Scan each line of the records for the word "fapi" and extract the ones that have it.

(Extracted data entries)
====================
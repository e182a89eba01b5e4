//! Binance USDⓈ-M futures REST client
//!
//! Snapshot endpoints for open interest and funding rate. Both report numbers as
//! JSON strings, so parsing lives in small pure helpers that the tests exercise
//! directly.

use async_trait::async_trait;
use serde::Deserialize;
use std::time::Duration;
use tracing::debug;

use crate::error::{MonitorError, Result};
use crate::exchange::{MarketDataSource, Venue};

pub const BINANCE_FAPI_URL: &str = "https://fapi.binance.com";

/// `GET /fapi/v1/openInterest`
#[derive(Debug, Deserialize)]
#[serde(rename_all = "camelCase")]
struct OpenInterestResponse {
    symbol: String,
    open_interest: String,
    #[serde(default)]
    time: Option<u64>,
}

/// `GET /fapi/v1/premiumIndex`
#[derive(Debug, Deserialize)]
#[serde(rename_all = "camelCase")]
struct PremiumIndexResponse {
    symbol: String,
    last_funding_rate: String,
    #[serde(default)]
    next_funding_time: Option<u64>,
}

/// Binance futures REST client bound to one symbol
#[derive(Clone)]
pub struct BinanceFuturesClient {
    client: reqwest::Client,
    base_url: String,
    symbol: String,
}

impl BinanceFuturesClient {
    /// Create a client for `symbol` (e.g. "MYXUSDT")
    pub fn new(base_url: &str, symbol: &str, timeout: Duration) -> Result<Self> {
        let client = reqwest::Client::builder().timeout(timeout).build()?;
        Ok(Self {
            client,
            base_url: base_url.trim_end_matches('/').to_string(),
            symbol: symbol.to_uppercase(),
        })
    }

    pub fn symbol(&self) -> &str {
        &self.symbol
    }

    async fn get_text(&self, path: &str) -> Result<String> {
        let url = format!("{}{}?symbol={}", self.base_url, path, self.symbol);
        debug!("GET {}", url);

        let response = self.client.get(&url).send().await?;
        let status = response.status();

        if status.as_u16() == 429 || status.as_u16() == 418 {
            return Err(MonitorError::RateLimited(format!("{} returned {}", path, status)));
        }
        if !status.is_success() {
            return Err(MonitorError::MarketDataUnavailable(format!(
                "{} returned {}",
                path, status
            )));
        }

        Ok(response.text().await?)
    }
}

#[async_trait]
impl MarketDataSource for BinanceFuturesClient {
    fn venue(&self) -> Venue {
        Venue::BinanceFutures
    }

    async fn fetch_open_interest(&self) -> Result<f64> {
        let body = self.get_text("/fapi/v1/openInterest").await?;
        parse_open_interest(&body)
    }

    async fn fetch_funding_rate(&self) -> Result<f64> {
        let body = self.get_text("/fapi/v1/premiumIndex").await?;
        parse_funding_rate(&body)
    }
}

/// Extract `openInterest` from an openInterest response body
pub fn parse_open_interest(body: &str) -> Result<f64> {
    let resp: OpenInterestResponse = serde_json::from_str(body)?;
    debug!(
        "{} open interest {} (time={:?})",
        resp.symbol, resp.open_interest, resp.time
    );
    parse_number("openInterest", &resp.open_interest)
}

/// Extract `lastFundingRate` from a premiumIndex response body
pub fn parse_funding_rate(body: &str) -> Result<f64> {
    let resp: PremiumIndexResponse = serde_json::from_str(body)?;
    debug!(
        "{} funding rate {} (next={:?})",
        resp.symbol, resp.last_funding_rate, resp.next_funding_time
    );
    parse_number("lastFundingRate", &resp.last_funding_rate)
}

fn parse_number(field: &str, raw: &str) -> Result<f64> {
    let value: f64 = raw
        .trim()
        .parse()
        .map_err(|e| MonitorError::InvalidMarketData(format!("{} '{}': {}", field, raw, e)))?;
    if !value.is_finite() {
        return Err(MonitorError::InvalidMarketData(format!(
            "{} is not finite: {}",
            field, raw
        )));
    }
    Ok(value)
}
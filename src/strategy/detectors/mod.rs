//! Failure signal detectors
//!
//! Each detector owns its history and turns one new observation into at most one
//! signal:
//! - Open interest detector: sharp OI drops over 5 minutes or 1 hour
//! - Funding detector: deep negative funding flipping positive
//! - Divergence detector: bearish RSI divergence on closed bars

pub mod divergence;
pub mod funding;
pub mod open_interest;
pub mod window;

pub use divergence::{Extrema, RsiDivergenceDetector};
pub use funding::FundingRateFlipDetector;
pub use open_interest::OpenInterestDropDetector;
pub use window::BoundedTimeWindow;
====================
### SOLUTION TO THE PROBLEM
pub const BINANCE_FAPI_URL: &str = "https://fapi.binance.com";
/// `GET /fapi/v1/openInterest`
/// `GET /fapi/v1/premiumIndex`
        let body = self.get_text("/fapi/v1/openInterest").await?;
        let body = self.get_text("/fapi/v1/premiumIndex").await?;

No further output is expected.